**TASK GOAL**: The answer must consist of every line in the data that contains "info".

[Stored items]
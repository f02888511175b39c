//! World Module
//!
//! Contains the read-only world data model: the attractor registry and the
//! singularity, plus configuration loading.
//!
//! ## Default World
//! The default world reproduces the classic playground scene - three
//! planets with distinct gravity profiles and one black hole.

pub mod bodies;
pub mod config;

pub use bodies::{Attractor, Singularity};
pub use config::WorldConfig;
//! Headless playground demo
//!
//! Steps the simulation at a fixed 60 Hz over the classic world, fires a
//! scripted jump partway through, and logs the player trajectory. Pass a
//! path to a world config JSON to run a custom scene:
//!
//! ```text
//! RUST_LOG=info cargo run --bin orbit-demo [world.json]
//! ```

use orbitfall_engine::sim::Simulation;
use orbitfall_engine::world::WorldConfig;

/// Fixed timestep in seconds (60 Hz).
const DT: f32 = 1.0 / 60.0;

/// Total ticks to simulate (10 seconds).
const TICKS: u32 = 600;

/// Tick on which the scripted jump fires.
const JUMP_TICK: u32 = 180;

fn main() -> Result<(), orbitfall_engine::SimError> {
    env_logger::init();

    let world = match std::env::args().nth(1) {
        Some(path) => WorldConfig::from_file(path)?,
        None => WorldConfig::playground(),
    };
    let mut sim = Simulation::new(world)?;

    for tick in 0..TICKS {
        if tick == JUMP_TICK {
            sim.request_jump();
        }
        sim.step(DT)?;

        if tick % 60 == 0 {
            let p = sim.player().position;
            log::info!(
                "t={:>4.1}s player=({:>7.3}, {:>7.3}, {:>7.3}) jumping={}",
                tick as f32 * DT,
                p.x,
                p.y,
                p.z,
                sim.player().is_jumping()
            );
        }
    }

    let p = sim.player().position;
    log::info!("done: player at ({:.3}, {:.3}, {:.3})", p.x, p.y, p.z);
    Ok(())
}
//! Game Session
//!
//! Wires the input layer to the simulation for one playground run. The host
//! loop forwards key events in, calls [`GameSession::update`] once per
//! frame, and draws the player position afterwards.

use glam::Vec3;
use winit::event::KeyEvent;

use crate::error::SimError;
use crate::input::{GameAction, InputState};
use crate::player::Player;
use crate::sim::Simulation;
use crate::world::WorldConfig;

/// Where the player spawns and respawns.
pub const SPAWN_POINT: Vec3 = Vec3::new(0.0, 1.0, 0.0);

/// What the host loop should do after a frame.
#[derive(Debug, Clone, Copy, PartialEq, Eq)]
pub enum SessionAction {
    /// Keep running.
    Continue,
    /// The player asked to quit.
    Quit,
}

/// One playground run: simulation plus input state.
pub struct GameSession {
    sim: Simulation,
    input: InputState,
}

impl GameSession {
    /// Start a session over the classic playground world.
    pub fn new() -> Result<Self, SimError> {
        Self::with_world(WorldConfig::playground())
    }

    /// Start a session over a custom world.
    pub fn with_world(world: WorldConfig) -> Result<Self, SimError> {
        let sim = Simulation::with_player(world, Player::new(SPAWN_POINT))?;
        Ok(Self {
            sim,
            input: InputState::new(),
        })
    }

    /// Forward a keyboard event from the host event loop.
    pub fn handle_key_event(&mut self, event: &KeyEvent) {
        self.input.handle_key_event(event);
    }

    /// The simulation, for reading the player position out.
    pub fn sim(&self) -> &Simulation {
        &self.sim
    }

    /// Advance one frame: consume input edges, step the simulation, clear
    /// per-frame input state.
    pub fn update(&mut self, dt: f32) -> Result<SessionAction, SimError> {
        if self.input.action_just_pressed(GameAction::Escape) {
            self.input.end_frame();
            return Ok(SessionAction::Quit);
        }

        if self.input.action_just_pressed(GameAction::Reset) {
            let world = self.sim.world().clone();
            self.sim = Simulation::with_player(world, Player::new(SPAWN_POINT))?;
            log::info!("player reset to spawn");
        }

        if self.input.jump_requested() {
            self.sim.request_jump();
        }

        self.sim.step(dt)?;
        self.input.end_frame();
        Ok(SessionAction::Continue)
    }
}
//! Simulation Error Types
//!
//! Error taxonomy for the gravity simulation core. Degenerate geometry
//! (player exactly on top of a body) is not an error: it is recovered
//! locally by substituting a zero displacement.

use std::path::PathBuf;

/// Errors surfaced by the simulation core.
#[derive(Debug, thiserror::Error)]
pub enum SimError {
    /// The attractor registry is empty. The world must contain at least one
    /// attractor before the simulation starts.
    #[error("attractor registry is empty")]
    EmptyRegistry,

    /// A world configuration file could not be read.
    #[error("failed to read world config {}: {source}", path.display())]
    ConfigIo {
        path: PathBuf,
        #[source]
        source: std::io::Error,
    },

    /// A world configuration document could not be parsed.
    #[error("invalid world config: {0}")]
    ConfigParse(#[from] serde_json::Error),
}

**RESPONSE**:
//! RUST_LOG=info cargo run --bin orbit-demo [world.json]
            log::info!(
    log::info!("done: player at ({:.3}, {:.3}, {:.3})", p.x, p.y, p.z);
            log::info!("player reset to spawn");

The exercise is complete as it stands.